Figure 8-7 Information Request
Note In addition, during calls, endpoints are instructed to send periodic unsolicited IRRs to report their call state. Cisco endpoints (proxies and gateways) send IRRs whenever a state transition exists, so that accounting information is accurate.
Whenever an IRR is sent, the age tags on the registration information for the endpoint are refreshed. In addition, if the IRR contains Cisco accounting information in its nonStandardData field, this information is used to generate authentication, authorization, and accounting (AAA) transactions.
To ensure that accounting is as accurate and simple as possible, the gatekeeper will confirm IRRs from Cisco gateways and proxies by sending an ICF. If the gateway or proxy does not receive the ICF, the IRR should be resent.

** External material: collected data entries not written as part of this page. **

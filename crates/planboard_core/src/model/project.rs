//! Project cards and template snapshots.
//!
//! # Invariants
//! - A project belongs to exactly one `(stage_id, layer_id)` pair at a
//!   time; that pair is its container key.
//! - `updated_at` refreshes on every persisted field update.
//! - A template is an independent snapshot with no back-reference to the
//!   project it was taken from.

use crate::model::now_epoch_ms;
use crate::model::planner::{LayerId, StageId};
use crate::order::OrderedEntity;
use serde::{Deserialize, Serialize};
use uuid::Uuid;

/// Stable project identifier.
pub type ProjectId = Uuid;
/// Stable template identifier.
pub type TemplateId = Uuid;

/// Container key identifying the sibling group a project belongs to.
#[derive(Debug, Clone, Copy, PartialEq, Eq, Hash, Serialize, Deserialize)]
pub struct LayerKey {
    pub stage_id: StageId,
    pub layer_id: LayerId,
}

impl LayerKey {
    pub fn new(stage_id: StageId, layer_id: LayerId) -> Self {
        Self { stage_id, layer_id }
    }
}

/// A card; the unit of planning content.
#[derive(Debug, Clone, PartialEq, Eq, Serialize, Deserialize)]
pub struct Project {
    pub id: ProjectId,
    pub name: String,
    pub description: String,
    pub stage_id: StageId,
    pub layer_id: LayerId,
    pub order: i64,
    pub tags: Vec<String>,
    /// Epoch milliseconds, when a due date is set.
    pub due_date: Option<i64>,
    /// Epoch milliseconds, stamped at creation.
    pub created_at: i64,
    /// Epoch milliseconds, refreshed by the persistence adapter on update.
    pub updated_at: i64,
}

impl Project {
    /// Creates a project in the given container with creation timestamps.
    pub fn new(
        name: impl Into<String>,
        description: impl Into<String>,
        key: LayerKey,
        order: i64,
        tags: Vec<String>,
        due_date: Option<i64>,
    ) -> Self {
        let now = now_epoch_ms();
        Self {
            id: Uuid::new_v4(),
            name: name.into(),
            description: description.into(),
            stage_id: key.stage_id,
            layer_id: key.layer_id,
            order,
            tags,
            due_date,
            created_at: now,
            updated_at: now,
        }
    }

    /// Returns the container key this project currently belongs to.
    pub fn container_key(&self) -> LayerKey {
        LayerKey::new(self.stage_id, self.layer_id)
    }
}

impl OrderedEntity for Project {
    fn order(&self) -> i64 {
        self.order
    }

    fn set_order(&mut self, order: i64) {
        self.order = order;
    }
}

/// Snapshot copy of a project's descriptive fields.
#[derive(Debug, Clone, PartialEq, Eq, Serialize, Deserialize)]
pub struct Template {
    pub id: TemplateId,
    pub name: String,
    pub description: String,
    pub tags: Vec<String>,
    /// Epoch milliseconds, stamped at snapshot time.
    pub created_at: i64,
}

impl Template {
    /// Creates a template snapshot.
    pub fn new(name: impl Into<String>, description: impl Into<String>, tags: Vec<String>) -> Self {
        Self {
            id: Uuid::new_v4(),
            name: name.into(),
            description: description.into(),
            tags,
            created_at: now_epoch_ms(),
        }
    }
}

The RAS status information messages include IRQ, IRR, IACK, and INAK.
Location Request
An H.323 LRQ message is sent by a gatekeeper to another gatekeeper to request information about a terminating endpoint, as shown in Figure 8-8.
Figure 8-8 Location Request
The second gatekeeper determines the appropriate endpoint on the basis of the information contained in the LRQ message. However, sometimes all the terminating endpoints are busy servicing other calls, and none are available. If you configure the lrq reject-resource-low command, the second gatekeeper will reject the LRQ request if no terminating endpoints are available. If the command is not configured, the second gatekeeper will allocate and return a terminating endpoint address to the sending gatekeeper even if all the terminating endpoints are busy.
Note The gatekeeper sends out a RIP message to an endpoint or gateway to prevent call failures because the RAS message timeouts during gatekeeper call processing. A gateway receiving a RIP message knows to continue to wait for a gatekeeper response.